Stories we followed in 2018: Grandview Golf Club incident
Sandra Thompson, right, speaks alongside Sandra Harrison, both golfers and members of a group of local women known as Sisters in the Fairway, during an interview with The Associated Press, Tuesday April 24, 2018 in York, Pa. Officials at the Grandview Golf Club in York called police on the group Saturday, accusing them of playing too slowly and holding up others behind them. On Sunday club co-owner JJ Chronister told the York Daily Record she called the women personally to “sincerely apologize.” (AP Photo/Jacqueline Larma)
(Harrisburg) — A York County golf course made national headlines this year after a white man called police on a group of black women golfers.
The incident was one of several across the country where police were called on African Americans for seemingly ordinary things.
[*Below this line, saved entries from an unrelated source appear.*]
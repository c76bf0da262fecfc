//! 恒等変換の Translator 実装
//!
//! 外部 API の資格情報なしでリレーを動かすための実装。
//! 原文をそのまま「翻訳結果」として返します。
//! ローカル開発とデモ用途を想定しています。

use async_trait::async_trait;

use crate::domain::{LanguageTag, TranslationError, Translator};

/// 原文をそのまま返す Translator
pub struct EchoTranslator;

#[async_trait]
impl Translator for EchoTranslator {
    async fn translate(
        &self,
        text: &str,
        _target_language: &LanguageTag,
    ) -> Result<String, TranslationError> {
        Ok(text.to_string())
    }
}
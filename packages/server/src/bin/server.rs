//! Multilingual chat relay server.
//!
//! Persists original messages and delivers a per-recipient translated copy
//! of the conversation (history on join, live messages) over WebSocket.
//!
//! Run with:
//! ```not_rust
//! cargo run --bin globetalk-server
//! cargo run --bin globetalk-server -- --host 0.0.0.0 --port 3000
//! cargo run --bin globetalk-server -- --translator google --translate-api-key <KEY>
//! ```

use std::{sync::Arc, time::Duration};

use clap::{Parser, ValueEnum};

use globetalk_server::{
    domain::Translator,
    infrastructure::{
        EchoTranslator, GoogleTranslator, InMemoryMessageStore, RoomManager, SessionRegistry,
        WebSocketMessagePusher, translator::DEFAULT_TRANSLATE_ENDPOINT,
    },
    ui::Server,
    usecase::{
        GetRoomDetailUseCase, GetRoomSummariesUseCase, JoinChatUseCase, LeaveChatUseCase,
        SendMessageUseCase,
    },
};
use globetalk_shared::{logger::setup_logger, time::SystemClock};

/// Translation backend selection
#[derive(Debug, Clone, Copy, PartialEq, Eq, ValueEnum)]
enum TranslatorKind {
    /// Return originals unchanged (no external API, for local development)
    Echo,
    /// Google Cloud Translation API v2
    Google,
}

#[derive(Parser, Debug)]
#[command(name = "globetalk-server")]
#[command(about = "Multilingual chat relay server", long_about = None)]
struct Args {
    /// Host address to bind the server to
    #[arg(short = 'H', long, default_value = "127.0.0.1")]
    host: String,

    /// Port number to bind the server to
    #[arg(short = 'p', long, default_value = "8080")]
    port: u16,

    /// Translation backend to use
    #[arg(long, value_enum, default_value_t = TranslatorKind::Echo)]
    translator: TranslatorKind,

    /// API key for the Google translation backend
    #[arg(long, env = "GOOGLE_TRANSLATE_API_KEY", hide_env_values = true)]
    translate_api_key: Option<String>,

    /// Endpoint of the translation API
    #[arg(long, default_value = DEFAULT_TRANSLATE_ENDPOINT)]
    translate_endpoint: String,

    /// Timeout for a single translation request, in seconds
    #[arg(long, default_value = "10")]
    translate_timeout_secs: u64,

    /// Allowed CORS origin (repeatable; none configured allows any origin)
    #[arg(long = "allowed-origin")]
    allowed_origins: Vec<String>,
}

#[tokio::main]
async fn main() {
    // Initialize tracing
    setup_logger(env!("CARGO_BIN_NAME"), "debug");

    let args = Args::parse();

    // Initialize dependencies in order:
    // 1. MessageStore
    // 2. Registry / MessagePusher / RoomManager
    // 3. Translator
    // 4. UseCases
    // 5. Server

    // 1. Create MessageStore (in-memory append log with a system clock)
    let store = Arc::new(InMemoryMessageStore::new(Arc::new(SystemClock)));

    // 2. Create the session registry, delivery channel map, and room manager
    let registry = Arc::new(SessionRegistry::new());
    let message_pusher = Arc::new(WebSocketMessagePusher::new());
    let room_manager = Arc::new(RoomManager::new(registry.clone(), message_pusher.clone()));

    // 3. Create the translation backend selected on the command line
    let translator = build_translator(&args);

    // 4. Create UseCases
    let join_chat_usecase = Arc::new(JoinChatUseCase::new(
        registry.clone(),
        store.clone(),
        translator.clone(),
        room_manager.clone(),
    ));
    let send_message_usecase = Arc::new(SendMessageUseCase::new(
        registry.clone(),
        store.clone(),
        translator.clone(),
        room_manager.clone(),
    ));
    let leave_chat_usecase = Arc::new(LeaveChatUseCase::new(
        registry.clone(),
        message_pusher.clone(),
    ));
    let get_room_summaries_usecase = Arc::new(GetRoomSummariesUseCase::new(store.clone()));
    let get_room_detail_usecase =
        Arc::new(GetRoomDetailUseCase::new(store.clone(), registry.clone()));

    // 5. Create and run the server
    let server = Server::new(
        join_chat_usecase,
        send_message_usecase,
        leave_chat_usecase,
        get_room_summaries_usecase,
        get_room_detail_usecase,
        room_manager,
        message_pusher,
    );
    if let Err(e) = server.run(args.host, args.port, args.allowed_origins).await {
        tracing::error!("Server error: {}", e);
        std::process::exit(1);
    }
}

/// Build the translation backend selected on the command line
///
/// Exits the process when the Google backend is selected without an API key.
fn build_translator(args: &Args) -> Arc<dyn Translator> {
    match args.translator {
        TranslatorKind::Echo => {
            tracing::info!("Using echo translator (originals are returned unchanged)");
            Arc::new(EchoTranslator)
        }
        TranslatorKind::Google => {
            let Some(api_key) = args.translate_api_key.clone() else {
                tracing::error!(
                    "--translator google requires an API key (--translate-api-key or GOOGLE_TRANSLATE_API_KEY)"
                );
                std::process::exit(1);
            };
            let translator = GoogleTranslator::new(
                api_key,
                args.translate_endpoint.clone(),
                Duration::from_secs(args.translate_timeout_secs),
            )
            .expect("Failed to build translation HTTP client");
            tracing::info!(
                "Using Google translation backend at {}",
                args.translate_endpoint
            );
            Arc::new(translator)
        }
    }
}
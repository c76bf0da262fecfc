//! Translator の具体的な実装

pub mod echo;
pub mod google;

pub use echo::EchoTranslator;
pub use google::{DEFAULT_TRANSLATE_ENDPOINT, GoogleTranslator};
In April, five African American women were on the Grandview golf course in Dover Township, York County, when they were approached by former county Commissioner Steve Chronister. The father of one of the owners, he told them they were not keeping up with the pace of play.
They continued down the fairway, but were confronted again by co-owner Jordan Chronister, who told them to leave — adding the police had been called.
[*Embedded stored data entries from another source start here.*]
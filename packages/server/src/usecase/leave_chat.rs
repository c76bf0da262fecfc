//! UseCase: チャット退出処理
//!
//! ## テスト実装の作業記録
//!
//! ### 何をテストしているか
//! - LeaveChatUseCase::execute() メソッド
//! - 切断した接続のレジストリ削除と配信チャネルの登録解除
//!
//! ### なぜこのテストが必要か
//! - 退出後の接続が以降の配信対象から外れることを保証
//! - 未参加の接続の切断でも安全に後始末できることを確認
//!
//! ### どのような状況を想定しているか
//! - 正常系：参加済みの接続の切断
//! - エッジケース：joinChat を送らずに切断した接続、二重の切断

use std::sync::Arc;

use crate::domain::{ConnectionId, MessagePusher, Participant};
use crate::infrastructure::SessionRegistry;

/// チャット退出のユースケース
///
/// 退出は他の参加者へ通知しない。配信対象は送信のたびにレジストリから
/// 算出されるため、ここでの削除だけで以降の配信から外れる。
pub struct LeaveChatUseCase {
    /// 接続中の参加者の対応表
    registry: Arc<SessionRegistry>,
    /// MessagePusher（メッセージ通知の抽象化）
    message_pusher: Arc<dyn MessagePusher>,
}

impl LeaveChatUseCase {
    /// 新しい LeaveChatUseCase を作成
    pub fn new(registry: Arc<SessionRegistry>, message_pusher: Arc<dyn MessagePusher>) -> Self {
        Self {
            registry,
            message_pusher,
        }
    }

    /// チャット退出を実行
    ///
    /// # Arguments
    ///
    /// * `connection_id` - 切断した接続の ID
    ///
    /// # Returns
    ///
    /// * `Some(Participant)` - 退出した参加者（参加済みだった場合）
    /// * `None` - 未参加の接続だった場合（冪等）
    pub async fn execute(&self, connection_id: &ConnectionId) -> Option<Participant> {
        // 1. レジストリから削除（未参加なら None）
        let departed = self.registry.leave(connection_id).await;

        // 2. 配信チャネルを登録解除（joinChat 前に切断した接続にも必要）
        self.message_pusher
            .unregister_connection(connection_id)
            .await;

        departed
    }
}

#[cfg(test)]
mod tests {
    use std::sync::Arc;

    use tokio::sync::mpsc;

    use crate::{
        domain::{ChatId, DisplayName, LanguageTag, Timestamp},
        infrastructure::WebSocketMessagePusher,
    };

    use super::*;

    fn create_usecase() -> (
        LeaveChatUseCase,
        Arc<SessionRegistry>,
        Arc<WebSocketMessagePusher>,
    ) {
        let registry = Arc::new(SessionRegistry::new());
        let pusher = Arc::new(WebSocketMessagePusher::new());
        let usecase = LeaveChatUseCase::new(registry.clone(), pusher.clone());
        (usecase, registry, pusher)
    }

    async fn join_member(
        registry: &SessionRegistry,
        pusher: &WebSocketMessagePusher,
        connection: &str,
        chat: &str,
    ) -> ConnectionId {
        let connection_id = ConnectionId::new(connection.to_string()).unwrap();
        let participant = Participant::new(
            connection_id.clone(),
            ChatId::new(chat.to_string()).unwrap(),
            LanguageTag::new("en".to_string()).unwrap(),
            DisplayName::new("Alice".to_string()).unwrap(),
            Timestamp::new(1000),
        );
        registry.join(participant).await;
        let (tx, _rx) = mpsc::unbounded_channel();
        pusher.register_connection(connection_id.clone(), tx).await;
        connection_id
    }

    #[tokio::test]
    async fn test_leave_removes_participant_and_channel() {
        // テスト項目: 退出で参加者がレジストリと配信対象の両方から外れる
        // given (前提条件):
        let (usecase, registry, pusher) = create_usecase();
        let alice = join_member(&registry, &pusher, "conn-alice", "general").await;
        let _bob = join_member(&registry, &pusher, "conn-bob", "general").await;

        // when (操作):
        let departed = usecase.execute(&alice).await;

        // then (期待する結果):
        let departed = departed.expect("participant should have been registered");
        assert_eq!(departed.connection_id, alice);
        assert_eq!(departed.chat_id.as_str(), "general");
        assert!(registry.lookup(&alice).await.is_none());

        // ルームの参加者列挙からも外れている
        let members = registry
            .members_of(&ChatId::new("general".to_string()).unwrap())
            .await;
        assert_eq!(members.len(), 1);
        assert_eq!(members[0].connection_id.as_str(), "conn-bob");

        // 配信チャネルも解除されている
        let result = pusher.push_to(&alice, "payload").await;
        assert!(result.is_err());
    }

    #[tokio::test]
    async fn test_leave_before_join_is_safe() {
        // テスト項目: joinChat を送らずに切断した接続の後始末が安全に行える
        // given (前提条件):
        let (usecase, _registry, pusher) = create_usecase();
        let stranger = ConnectionId::new("conn-stranger".to_string()).unwrap();
        let (tx, _rx) = mpsc::unbounded_channel();
        pusher.register_connection(stranger.clone(), tx).await;

        // when (操作):
        let departed = usecase.execute(&stranger).await;

        // then (期待する結果): 参加者は返らないがチャネルは解除される
        assert!(departed.is_none());
        assert!(pusher.push_to(&stranger, "payload").await.is_err());
    }

    #[tokio::test]
    async fn test_leave_twice_is_idempotent() {
        // テスト項目: 同じ接続の二重退出で 2 回目は None になる
        // given (前提条件):
        let (usecase, registry, pusher) = create_usecase();
        let alice = join_member(&registry, &pusher, "conn-alice", "general").await;

        // when (操作):
        let first = usecase.execute(&alice).await;
        let second = usecase.execute(&alice).await;

        // then (期待する結果):
        assert!(first.is_some());
        assert!(second.is_none());
        assert_eq!(registry.count().await, 0);
    }
}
In tape of the 911 call, after the operator asks if there are any weapons, Steve Chronister said, “Other than her mouth, there’s not any weapons.”
One of the golfers, Sandra Thompson, is an attorney and the president of the York NAACP.
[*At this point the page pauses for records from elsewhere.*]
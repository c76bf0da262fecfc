//! UseCase: メッセージ送信処理
//!
//! ## テスト実装の作業記録
//!
//! ### 何をテストしているか
//! - SendMessageUseCase::execute() メソッド
//! - メッセージの永続化と、受信者ごとの翻訳付きファンアウト配信
//!
//! ### なぜこのテストが必要か
//! - 「永続化が配信に先行する」順序はこのリレーの耐久性保証の根幹
//! - 受信者ごとに異なる翻訳結果が届くこと、ある受信者の失敗が
//!   他の受信者へ波及しないこと（隔離）を保証
//!
//! ### どのような状況を想定しているか
//! - 正常系：複数参加者への配信（送信者自身を含む）
//! - 異常系：未参加の接続からの送信、検証失敗、永続化失敗
//! - エッジケース：配信中に消えた接続、一部の言語だけ翻訳に失敗

use std::sync::Arc;

use futures_util::future::join_all;

use crate::domain::{
    ChatId, ConnectionId, DisplayName, LanguageTag, MessageStore, MessageText, Participant,
    StoredMessage, TranslatedMessage, Translator, ValueObjectError,
};
use crate::infrastructure::{RoomManager, SessionRegistry, dto::websocket::ErrorCode};

use super::TRANSLATION_FALLBACK;
use super::error::SendMessageError;

/// メッセージ送信のユースケース
pub struct SendMessageUseCase {
    /// 接続中の参加者の対応表
    registry: Arc<SessionRegistry>,
    /// MessageStore（メッセージ永続化の抽象化）
    store: Arc<dyn MessageStore>,
    /// Translator（翻訳サービスの抽象化）
    translator: Arc<dyn Translator>,
    /// RoomManager（接続単位の配信）
    room_manager: Arc<RoomManager>,
}

impl SendMessageUseCase {
    /// 新しい SendMessageUseCase を作成
    pub fn new(
        registry: Arc<SessionRegistry>,
        store: Arc<dyn MessageStore>,
        translator: Arc<dyn Translator>,
        room_manager: Arc<RoomManager>,
    ) -> Self {
        Self {
            registry,
            store,
            translator,
            room_manager,
        }
    }

    /// メッセージ送信を実行
    ///
    /// # Arguments
    ///
    /// * `connection_id` - 送信元の接続 ID
    /// * `chat_id` - 宛先チャットルーム（未検証の生文字列）
    /// * `text` - メッセージ本文（未検証の生文字列）
    /// * `sender_name` - 送信者の表示名（未検証の生文字列）
    ///
    /// # Returns
    ///
    /// * `Ok(usize)` - 配信に成功した受信者数
    /// * `Err(SendMessageError)` - 送信失敗
    pub async fn execute(
        &self,
        connection_id: ConnectionId,
        chat_id: String,
        text: String,
        sender_name: String,
    ) -> Result<usize, SendMessageError> {
        // 1. 送信元が参加済みか確認（未参加の送信はイベントを返さず無視）
        if self.registry.lookup(&connection_id).await.is_none() {
            tracing::warn!(
                "Ignoring sendMessage from connection '{}' that has not joined",
                connection_id.as_str()
            );
            return Err(SendMessageError::SenderNotJoined);
        }

        // 2. ペイロードの検証（失敗時は error イベントを配信して中断）
        let (chat_id, text, sender) = match Self::parse_payload(chat_id, text, sender_name) {
            Ok(parsed) => parsed,
            Err(e) => {
                self.room_manager
                    .deliver_error(&connection_id, ErrorCode::InvalidPayload, &e.to_string())
                    .await;
                return Err(SendMessageError::InvalidPayload(e));
            }
        };

        // 3. メッセージを永続化（配信より先。タイムスタンプはストアが採番）
        let stored = match self.store.append(chat_id.clone(), sender, text).await {
            Ok(stored) => stored,
            Err(e) => {
                self.room_manager
                    .deliver_error(&connection_id, ErrorCode::StoreFailed, &e.to_string())
                    .await;
                return Err(SendMessageError::Store(e));
            }
        };

        // 4. 宛先ルームの参加者を列挙（送信者自身も含まれる）
        let members = self.room_manager.members_of(&chat_id).await;

        // 5. 受信者ごとに翻訳して配信。翻訳・配信の失敗は互いに隔離される
        let deliveries = members
            .iter()
            .map(|member| self.translate_and_deliver(member, &stored));
        let delivered = join_all(deliveries)
            .await
            .into_iter()
            .filter(|delivered| *delivered)
            .count();

        tracing::debug!(
            "Message in chat '{}' delivered to {}/{} members",
            chat_id.as_str(),
            delivered,
            members.len()
        );

        Ok(delivered)
    }

    /// 生文字列のペイロードを値オブジェクトへ変換
    fn parse_payload(
        chat_id: String,
        text: String,
        sender_name: String,
    ) -> Result<(ChatId, MessageText, DisplayName), ValueObjectError> {
        Ok((
            ChatId::try_from(chat_id)?,
            MessageText::try_from(text)?,
            DisplayName::try_from(sender_name)?,
        ))
    }

    /// 1 参加者向けに翻訳して配信
    async fn translate_and_deliver(&self, member: &Participant, message: &StoredMessage) -> bool {
        let translated = self
            .translate_or_fallback(message, &member.preferred_language)
            .await;
        self.room_manager
            .deliver_message(&member.connection_id, translated)
            .await
    }

    /// 1 メッセージを翻訳し、失敗した場合は代替文言に差し替える
    async fn translate_or_fallback(
        &self,
        message: &StoredMessage,
        target_language: &LanguageTag,
    ) -> TranslatedMessage {
        match self
            .translator
            .translate(message.original_text.as_str(), target_language)
            .await
        {
            Ok(translated_text) => TranslatedMessage::new(message, translated_text),
            Err(e) => {
                tracing::warn!(
                    "Translation to '{}' failed, substituting fallback text: {}",
                    target_language.as_str(),
                    e
                );
                TranslatedMessage::new(message, TRANSLATION_FALLBACK.to_string())
            }
        }
    }
}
“The only reason why you knowingly treat me this way is because I’m black,” Thompson told Keystone Crossroads. “There is no way he would treat a white attorney the same way.”
Officers arrived but determined the incident was not a police matter.
The ordeal was captured on video and caused a national stir, with several public calls for an investigation–including one from Democratic Governor Tom Wolf.
Jeremy Bannett with the Anti-Defamation League said it was troubling the club apologized a day after the incident, then appeared to backtrack in a follow-up statement.
“And the owner who was directly involved in the incident never apologized, and the club hasn’t yet explained how it’s going to prevent incidents like this from happening in the future,” Bannett said.
He added the incident is yet another example of how implicit bias impacts people of color every day.
“The fact that the police came and made no arrests supports that conclusion–they did nothing wrong,” Bannett said.
Pennsylvania’s Human Relations Commission scheduled hearings and collected testimony from the women, fellow golfers, and police about the event.
The commission issued subpoenas to compel golf course operators and Steve Chronister to testify.
However, Grandview Golf Course filed a petition in Commonwealth Court, indefinitely delaying a hearing.
Video of an incident in a Philadelphia Starbucks garnered similar attention.
In that case, an employee called police on two black men who were waiting for a business meeting. Their arrest and susbsequent protests prompted the coffee chain to close thousands of stores for a day of bias training.